───── DATA TO EXAMINE ─────

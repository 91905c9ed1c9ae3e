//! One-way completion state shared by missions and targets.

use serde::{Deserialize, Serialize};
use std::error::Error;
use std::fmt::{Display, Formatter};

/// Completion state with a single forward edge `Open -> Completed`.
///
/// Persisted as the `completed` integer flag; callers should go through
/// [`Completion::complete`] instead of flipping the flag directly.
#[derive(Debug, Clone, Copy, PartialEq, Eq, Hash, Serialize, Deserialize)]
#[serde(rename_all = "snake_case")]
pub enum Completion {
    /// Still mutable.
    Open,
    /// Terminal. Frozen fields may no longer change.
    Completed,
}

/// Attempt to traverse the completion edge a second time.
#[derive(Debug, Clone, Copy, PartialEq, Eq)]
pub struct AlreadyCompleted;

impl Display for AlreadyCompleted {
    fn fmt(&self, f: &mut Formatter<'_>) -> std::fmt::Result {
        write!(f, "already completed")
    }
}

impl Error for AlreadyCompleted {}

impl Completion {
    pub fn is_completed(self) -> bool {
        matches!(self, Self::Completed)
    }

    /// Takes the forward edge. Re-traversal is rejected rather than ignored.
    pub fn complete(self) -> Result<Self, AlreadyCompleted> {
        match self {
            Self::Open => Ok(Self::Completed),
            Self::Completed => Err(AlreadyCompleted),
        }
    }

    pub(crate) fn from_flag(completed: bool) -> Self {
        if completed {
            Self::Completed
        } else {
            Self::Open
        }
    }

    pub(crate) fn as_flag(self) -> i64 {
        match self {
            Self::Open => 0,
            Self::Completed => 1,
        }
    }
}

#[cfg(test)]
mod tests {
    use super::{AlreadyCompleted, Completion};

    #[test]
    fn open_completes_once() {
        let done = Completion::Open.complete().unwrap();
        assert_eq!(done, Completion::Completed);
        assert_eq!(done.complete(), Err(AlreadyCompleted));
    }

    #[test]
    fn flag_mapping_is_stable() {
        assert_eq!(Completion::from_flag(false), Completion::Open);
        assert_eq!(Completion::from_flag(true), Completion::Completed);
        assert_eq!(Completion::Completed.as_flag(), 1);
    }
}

─────

▶ _WHAT THE TASK REQUIRES_: Would you write out all of the data again, unchanged?

▶ _EXERCISE RESPONSE_:
repository 91905c9ed1c9ae3e
//! One-way completion state shared by missions and targets.

use serde::{Deserialize, Serialize};
use std::error::Error;
use std::fmt::{Display, Formatter};

/// Completion state with a single forward edge `Open -> Completed`.
///
/// Persisted as the `completed` integer flag; callers should go through
/// [`Completion::complete`] instead of flipping the flag directly.
#[derive(Debug, Clone, Copy, PartialEq, Eq, Hash, Serialize, Deserialize)]
#[serde(rename_all = "snake_case")]
pub enum Completion {
    /// Still mutable.
    Open,
    /// Terminal. Frozen fields may no longer change.
    Completed,
}

/// Attempt to traverse the completion edge a second time.
#[derive(Debug, Clone, Copy, PartialEq, Eq)]
pub struct AlreadyCompleted;

impl Display for AlreadyCompleted {
    fn fmt(&self, f: &mut Formatter<'_>) -> std::fmt::Result {
        write!(f, "already completed")
    }
}

impl Error for AlreadyCompleted {}

impl Completion {
    pub fn is_completed(self) -> bool {
        matches!(self, Self::Completed)
    }

    /// Takes the forward edge. Re-traversal is rejected rather than ignored.
    pub fn complete(self) -> Result<Self, AlreadyCompleted> {
        match self {
            Self::Open => Ok(Self::Completed),
            Self::Completed => Err(AlreadyCompleted),
        }
    }

    pub(crate) fn from_flag(completed: bool) -> Self {
        if completed {
            Self::Completed
        } else {
            Self::Open
        }
    }

    pub(crate) fn as_flag(self) -> i64 {
        match self {
            Self::Open => 0,
            Self::Completed => 1,
        }
    }
}

#[cfg(test)]
mod tests {
    use super::{AlreadyCompleted, Completion};

    #[test]
    fn open_completes_once() {
        let done = Completion::Open.complete().unwrap();
        assert_eq!(done, Completion::Completed);
        assert_eq!(done.complete(), Err(AlreadyCompleted));
    }

    #[test]
    fn flag_mapping_is_stable() {
        assert_eq!(Completion::from_flag(false), Completion::Open);
        assert_eq!(Completion::from_flag(true), Completion::Completed);
        assert_eq!(Completion::Completed.as_flag(), 1);
    }
}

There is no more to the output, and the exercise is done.